* [Task description]: Look below for the line that has "let bytes = [0x7b, 0xbd, 0x25, 0x80];". Set down the lines from there through the line that has "assert_eq!(sub.remaining(), 4);", exactly as written.

● ● ● ●

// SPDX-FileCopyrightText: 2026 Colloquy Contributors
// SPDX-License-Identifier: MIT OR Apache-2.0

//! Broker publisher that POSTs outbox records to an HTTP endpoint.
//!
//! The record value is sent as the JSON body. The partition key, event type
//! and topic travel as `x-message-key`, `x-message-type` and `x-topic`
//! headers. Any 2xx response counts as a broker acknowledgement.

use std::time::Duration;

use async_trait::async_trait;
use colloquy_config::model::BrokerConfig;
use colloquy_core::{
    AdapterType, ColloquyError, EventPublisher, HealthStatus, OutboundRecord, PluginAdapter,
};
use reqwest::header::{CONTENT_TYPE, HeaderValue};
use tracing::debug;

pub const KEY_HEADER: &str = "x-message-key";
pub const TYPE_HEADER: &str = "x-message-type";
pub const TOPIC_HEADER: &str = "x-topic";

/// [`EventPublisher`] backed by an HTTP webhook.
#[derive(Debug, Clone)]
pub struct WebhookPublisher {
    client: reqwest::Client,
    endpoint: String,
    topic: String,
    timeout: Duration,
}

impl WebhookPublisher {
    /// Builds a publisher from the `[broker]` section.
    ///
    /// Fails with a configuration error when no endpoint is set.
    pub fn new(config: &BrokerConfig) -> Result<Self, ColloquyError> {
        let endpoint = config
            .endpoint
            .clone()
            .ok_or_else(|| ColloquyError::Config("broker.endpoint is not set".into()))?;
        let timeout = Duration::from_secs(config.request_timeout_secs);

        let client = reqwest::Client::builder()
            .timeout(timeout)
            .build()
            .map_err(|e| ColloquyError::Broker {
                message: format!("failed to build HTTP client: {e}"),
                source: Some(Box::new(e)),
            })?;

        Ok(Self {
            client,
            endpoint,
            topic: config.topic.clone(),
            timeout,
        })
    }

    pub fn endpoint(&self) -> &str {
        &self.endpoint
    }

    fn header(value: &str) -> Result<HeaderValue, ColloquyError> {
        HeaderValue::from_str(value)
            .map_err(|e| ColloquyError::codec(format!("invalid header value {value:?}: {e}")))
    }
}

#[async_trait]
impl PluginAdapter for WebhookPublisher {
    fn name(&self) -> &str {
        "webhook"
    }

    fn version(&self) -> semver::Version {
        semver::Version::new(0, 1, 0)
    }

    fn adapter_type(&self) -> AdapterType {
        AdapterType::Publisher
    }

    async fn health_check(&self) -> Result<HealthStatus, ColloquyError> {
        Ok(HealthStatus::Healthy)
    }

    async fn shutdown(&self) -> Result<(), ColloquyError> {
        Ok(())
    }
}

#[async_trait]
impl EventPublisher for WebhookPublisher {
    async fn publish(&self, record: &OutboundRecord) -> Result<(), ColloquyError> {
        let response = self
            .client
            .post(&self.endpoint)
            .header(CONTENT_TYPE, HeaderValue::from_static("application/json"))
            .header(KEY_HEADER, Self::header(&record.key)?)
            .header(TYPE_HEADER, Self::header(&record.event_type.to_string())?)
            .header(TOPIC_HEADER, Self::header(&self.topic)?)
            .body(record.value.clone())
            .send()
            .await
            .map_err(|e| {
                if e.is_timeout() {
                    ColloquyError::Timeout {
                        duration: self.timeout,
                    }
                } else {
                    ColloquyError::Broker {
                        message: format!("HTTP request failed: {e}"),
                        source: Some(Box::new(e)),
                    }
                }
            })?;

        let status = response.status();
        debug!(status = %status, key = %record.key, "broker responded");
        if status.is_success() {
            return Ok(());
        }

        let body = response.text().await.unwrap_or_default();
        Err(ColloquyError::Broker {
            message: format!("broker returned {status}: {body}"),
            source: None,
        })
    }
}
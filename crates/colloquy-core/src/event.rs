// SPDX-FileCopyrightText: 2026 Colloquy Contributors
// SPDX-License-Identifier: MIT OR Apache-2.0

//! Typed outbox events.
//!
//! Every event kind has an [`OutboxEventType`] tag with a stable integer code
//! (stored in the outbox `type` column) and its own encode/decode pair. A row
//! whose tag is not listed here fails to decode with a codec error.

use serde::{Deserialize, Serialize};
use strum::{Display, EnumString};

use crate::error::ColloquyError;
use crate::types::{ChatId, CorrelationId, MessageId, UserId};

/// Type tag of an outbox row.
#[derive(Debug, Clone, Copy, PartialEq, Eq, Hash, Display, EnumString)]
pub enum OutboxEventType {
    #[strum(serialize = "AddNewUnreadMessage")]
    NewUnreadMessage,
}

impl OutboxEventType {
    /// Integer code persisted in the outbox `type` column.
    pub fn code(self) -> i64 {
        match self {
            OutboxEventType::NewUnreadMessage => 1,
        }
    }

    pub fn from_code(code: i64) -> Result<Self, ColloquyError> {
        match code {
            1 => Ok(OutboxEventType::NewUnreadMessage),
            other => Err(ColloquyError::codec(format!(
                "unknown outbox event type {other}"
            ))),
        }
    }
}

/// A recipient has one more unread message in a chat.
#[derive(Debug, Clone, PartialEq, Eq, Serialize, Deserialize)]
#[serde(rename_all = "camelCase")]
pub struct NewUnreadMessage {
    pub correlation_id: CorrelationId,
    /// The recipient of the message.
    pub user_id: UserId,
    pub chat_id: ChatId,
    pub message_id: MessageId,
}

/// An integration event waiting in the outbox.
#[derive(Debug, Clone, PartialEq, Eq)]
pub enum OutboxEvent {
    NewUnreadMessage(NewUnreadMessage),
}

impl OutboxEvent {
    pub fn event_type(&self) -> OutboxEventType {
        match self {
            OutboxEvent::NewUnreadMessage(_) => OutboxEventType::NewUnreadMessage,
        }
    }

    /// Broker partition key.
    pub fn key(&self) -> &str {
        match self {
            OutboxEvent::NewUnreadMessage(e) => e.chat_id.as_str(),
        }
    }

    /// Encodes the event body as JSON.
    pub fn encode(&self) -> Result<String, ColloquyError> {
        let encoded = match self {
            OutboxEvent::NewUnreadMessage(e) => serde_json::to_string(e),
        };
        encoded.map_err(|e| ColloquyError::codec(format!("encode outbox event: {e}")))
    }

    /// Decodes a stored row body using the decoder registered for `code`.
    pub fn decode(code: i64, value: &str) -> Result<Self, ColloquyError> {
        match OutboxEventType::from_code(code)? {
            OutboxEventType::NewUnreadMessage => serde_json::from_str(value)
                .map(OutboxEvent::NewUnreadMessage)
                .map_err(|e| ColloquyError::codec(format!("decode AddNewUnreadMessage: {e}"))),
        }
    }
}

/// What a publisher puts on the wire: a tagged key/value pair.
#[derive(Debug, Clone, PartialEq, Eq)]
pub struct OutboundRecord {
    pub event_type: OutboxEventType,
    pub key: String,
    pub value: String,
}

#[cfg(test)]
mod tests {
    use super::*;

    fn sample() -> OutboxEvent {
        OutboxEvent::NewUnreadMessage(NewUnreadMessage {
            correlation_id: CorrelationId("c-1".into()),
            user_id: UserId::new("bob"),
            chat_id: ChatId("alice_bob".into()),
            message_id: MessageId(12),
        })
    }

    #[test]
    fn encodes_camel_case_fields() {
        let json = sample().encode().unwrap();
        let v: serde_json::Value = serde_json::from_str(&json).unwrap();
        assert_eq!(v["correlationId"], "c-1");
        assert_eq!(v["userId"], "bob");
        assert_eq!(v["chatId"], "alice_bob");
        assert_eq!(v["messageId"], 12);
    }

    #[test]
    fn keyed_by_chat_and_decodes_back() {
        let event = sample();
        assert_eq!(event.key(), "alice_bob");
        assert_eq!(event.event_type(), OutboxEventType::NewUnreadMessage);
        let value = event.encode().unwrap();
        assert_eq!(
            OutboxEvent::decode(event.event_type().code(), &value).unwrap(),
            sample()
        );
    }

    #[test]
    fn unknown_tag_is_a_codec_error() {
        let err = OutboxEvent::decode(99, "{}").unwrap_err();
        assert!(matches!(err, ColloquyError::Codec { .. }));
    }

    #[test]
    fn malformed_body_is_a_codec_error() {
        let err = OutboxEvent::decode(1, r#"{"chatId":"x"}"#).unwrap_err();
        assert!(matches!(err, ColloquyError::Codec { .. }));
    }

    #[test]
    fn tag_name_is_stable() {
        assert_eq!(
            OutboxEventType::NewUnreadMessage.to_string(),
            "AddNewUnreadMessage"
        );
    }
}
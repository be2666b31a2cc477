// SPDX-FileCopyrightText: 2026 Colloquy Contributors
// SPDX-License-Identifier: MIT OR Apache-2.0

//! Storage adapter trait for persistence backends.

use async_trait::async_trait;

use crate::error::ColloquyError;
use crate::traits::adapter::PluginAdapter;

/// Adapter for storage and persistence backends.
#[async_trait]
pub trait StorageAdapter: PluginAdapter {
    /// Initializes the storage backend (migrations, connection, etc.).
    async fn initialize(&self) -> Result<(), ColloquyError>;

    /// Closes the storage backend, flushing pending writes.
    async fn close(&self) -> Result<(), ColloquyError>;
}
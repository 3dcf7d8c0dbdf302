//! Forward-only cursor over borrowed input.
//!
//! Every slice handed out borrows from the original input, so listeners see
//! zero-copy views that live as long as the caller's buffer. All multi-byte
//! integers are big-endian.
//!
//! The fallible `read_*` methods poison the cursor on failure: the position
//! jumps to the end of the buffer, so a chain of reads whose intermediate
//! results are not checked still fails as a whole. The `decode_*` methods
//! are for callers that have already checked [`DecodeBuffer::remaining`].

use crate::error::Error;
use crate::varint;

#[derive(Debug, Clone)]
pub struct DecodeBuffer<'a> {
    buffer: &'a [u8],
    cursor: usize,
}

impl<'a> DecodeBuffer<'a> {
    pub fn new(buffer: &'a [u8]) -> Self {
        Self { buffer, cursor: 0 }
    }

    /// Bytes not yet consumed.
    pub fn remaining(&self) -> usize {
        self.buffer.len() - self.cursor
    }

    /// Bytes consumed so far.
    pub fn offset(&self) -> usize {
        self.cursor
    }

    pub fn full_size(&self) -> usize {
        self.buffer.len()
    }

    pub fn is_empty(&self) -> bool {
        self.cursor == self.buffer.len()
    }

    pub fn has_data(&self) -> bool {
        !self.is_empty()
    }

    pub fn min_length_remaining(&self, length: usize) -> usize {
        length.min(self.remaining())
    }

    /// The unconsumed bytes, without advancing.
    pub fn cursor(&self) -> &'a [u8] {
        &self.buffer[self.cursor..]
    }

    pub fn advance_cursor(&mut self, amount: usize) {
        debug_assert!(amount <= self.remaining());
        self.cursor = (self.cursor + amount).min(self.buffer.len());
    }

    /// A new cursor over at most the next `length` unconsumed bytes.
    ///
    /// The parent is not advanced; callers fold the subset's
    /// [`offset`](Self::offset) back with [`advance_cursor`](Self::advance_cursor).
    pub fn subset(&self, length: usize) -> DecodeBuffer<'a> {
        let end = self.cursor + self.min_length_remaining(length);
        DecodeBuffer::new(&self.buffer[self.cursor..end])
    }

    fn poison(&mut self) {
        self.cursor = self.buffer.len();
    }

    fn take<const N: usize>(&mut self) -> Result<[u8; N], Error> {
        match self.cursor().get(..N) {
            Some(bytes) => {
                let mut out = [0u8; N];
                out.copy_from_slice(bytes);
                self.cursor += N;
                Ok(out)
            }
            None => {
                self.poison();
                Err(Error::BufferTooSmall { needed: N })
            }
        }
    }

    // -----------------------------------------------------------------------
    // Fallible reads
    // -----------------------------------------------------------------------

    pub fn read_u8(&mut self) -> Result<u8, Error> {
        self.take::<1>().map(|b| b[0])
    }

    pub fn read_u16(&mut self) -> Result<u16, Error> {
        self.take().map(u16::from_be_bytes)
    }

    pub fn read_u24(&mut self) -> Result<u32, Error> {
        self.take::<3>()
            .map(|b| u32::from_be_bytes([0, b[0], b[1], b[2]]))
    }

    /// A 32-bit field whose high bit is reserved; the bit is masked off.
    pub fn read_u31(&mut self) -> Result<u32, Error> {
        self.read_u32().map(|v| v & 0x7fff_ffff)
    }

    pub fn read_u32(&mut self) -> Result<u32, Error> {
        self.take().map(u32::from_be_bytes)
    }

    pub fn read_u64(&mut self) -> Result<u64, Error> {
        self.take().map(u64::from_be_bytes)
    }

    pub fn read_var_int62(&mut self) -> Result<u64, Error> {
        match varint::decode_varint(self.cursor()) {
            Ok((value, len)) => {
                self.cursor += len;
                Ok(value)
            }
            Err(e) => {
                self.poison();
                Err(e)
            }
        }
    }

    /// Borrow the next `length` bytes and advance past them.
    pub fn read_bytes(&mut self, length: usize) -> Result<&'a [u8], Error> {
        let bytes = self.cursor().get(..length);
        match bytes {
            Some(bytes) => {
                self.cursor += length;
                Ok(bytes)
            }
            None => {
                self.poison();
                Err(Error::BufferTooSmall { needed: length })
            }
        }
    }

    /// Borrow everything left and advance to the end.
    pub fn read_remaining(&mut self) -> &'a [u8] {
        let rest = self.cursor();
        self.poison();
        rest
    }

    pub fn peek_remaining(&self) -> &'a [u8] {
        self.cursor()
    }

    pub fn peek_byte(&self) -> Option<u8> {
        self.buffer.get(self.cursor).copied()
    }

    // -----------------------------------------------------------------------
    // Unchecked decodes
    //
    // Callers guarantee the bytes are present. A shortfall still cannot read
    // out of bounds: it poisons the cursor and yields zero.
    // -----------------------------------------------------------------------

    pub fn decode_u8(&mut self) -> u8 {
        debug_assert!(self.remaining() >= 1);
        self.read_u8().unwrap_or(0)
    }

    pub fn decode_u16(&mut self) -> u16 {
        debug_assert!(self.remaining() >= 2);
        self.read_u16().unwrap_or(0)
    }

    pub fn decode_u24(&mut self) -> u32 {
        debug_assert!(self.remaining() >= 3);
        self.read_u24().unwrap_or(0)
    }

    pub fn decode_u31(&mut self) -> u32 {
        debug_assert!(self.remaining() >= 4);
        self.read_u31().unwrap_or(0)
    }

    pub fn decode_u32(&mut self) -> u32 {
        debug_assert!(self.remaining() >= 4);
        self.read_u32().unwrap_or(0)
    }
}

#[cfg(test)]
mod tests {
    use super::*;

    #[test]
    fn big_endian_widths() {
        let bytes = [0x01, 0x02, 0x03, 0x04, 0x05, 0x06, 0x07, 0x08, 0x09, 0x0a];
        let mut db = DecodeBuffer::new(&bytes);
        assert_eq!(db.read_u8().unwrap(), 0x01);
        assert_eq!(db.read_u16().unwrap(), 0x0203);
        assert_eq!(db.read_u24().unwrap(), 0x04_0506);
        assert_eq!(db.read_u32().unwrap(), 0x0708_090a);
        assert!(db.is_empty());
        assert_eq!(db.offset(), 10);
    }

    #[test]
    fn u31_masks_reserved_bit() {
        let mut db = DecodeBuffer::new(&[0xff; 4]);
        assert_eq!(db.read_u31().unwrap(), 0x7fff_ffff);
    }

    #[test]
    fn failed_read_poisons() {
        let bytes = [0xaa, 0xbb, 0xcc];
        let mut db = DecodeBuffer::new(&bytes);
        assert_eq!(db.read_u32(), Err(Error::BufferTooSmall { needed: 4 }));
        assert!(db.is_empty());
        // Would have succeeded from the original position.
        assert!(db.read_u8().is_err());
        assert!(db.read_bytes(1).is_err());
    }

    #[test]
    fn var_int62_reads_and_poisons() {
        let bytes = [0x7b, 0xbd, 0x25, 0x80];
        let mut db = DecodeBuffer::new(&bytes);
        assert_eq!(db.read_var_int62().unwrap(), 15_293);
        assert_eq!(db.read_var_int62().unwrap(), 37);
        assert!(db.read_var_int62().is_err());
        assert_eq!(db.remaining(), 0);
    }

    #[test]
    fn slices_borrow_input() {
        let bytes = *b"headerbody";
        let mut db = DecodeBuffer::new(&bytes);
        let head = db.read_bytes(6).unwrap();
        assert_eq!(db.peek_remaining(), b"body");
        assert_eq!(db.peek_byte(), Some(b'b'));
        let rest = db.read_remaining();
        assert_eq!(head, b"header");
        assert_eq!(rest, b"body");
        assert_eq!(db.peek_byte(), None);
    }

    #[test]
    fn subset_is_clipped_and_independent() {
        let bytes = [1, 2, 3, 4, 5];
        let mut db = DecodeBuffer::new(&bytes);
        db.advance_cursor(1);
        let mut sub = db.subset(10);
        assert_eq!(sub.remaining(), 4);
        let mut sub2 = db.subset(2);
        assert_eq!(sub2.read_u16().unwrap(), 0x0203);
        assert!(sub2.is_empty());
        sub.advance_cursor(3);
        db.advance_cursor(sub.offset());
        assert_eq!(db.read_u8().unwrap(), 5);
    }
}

● ● ● ●

* [Output for this exercise]:
        let bytes = [0x7b, 0xbd, 0x25, 0x80];
        let mut db = DecodeBuffer::new(&bytes);
        assert_eq!(db.read_var_int62().unwrap(), 15_293);
        assert_eq!(db.read_var_int62().unwrap(), 37);
        assert!(db.read_var_int62().is_err());
        assert_eq!(db.remaining(), 0);
    }

    #[test]
    fn slices_borrow_input() {
        let bytes = *b"headerbody";
        let mut db = DecodeBuffer::new(&bytes);
        let head = db.read_bytes(6).unwrap();
        assert_eq!(db.peek_remaining(), b"body");
        assert_eq!(db.peek_byte(), Some(b'b'));
        let rest = db.read_remaining();
        assert_eq!(head, b"header");
        assert_eq!(rest, b"body");
        assert_eq!(db.peek_byte(), None);
    }

    #[test]
    fn subset_is_clipped_and_independent() {
        let bytes = [1, 2, 3, 4, 5];
        let mut db = DecodeBuffer::new(&bytes);
        db.advance_cursor(1);
        let mut sub = db.subset(10);
        assert_eq!(sub.remaining(), 4);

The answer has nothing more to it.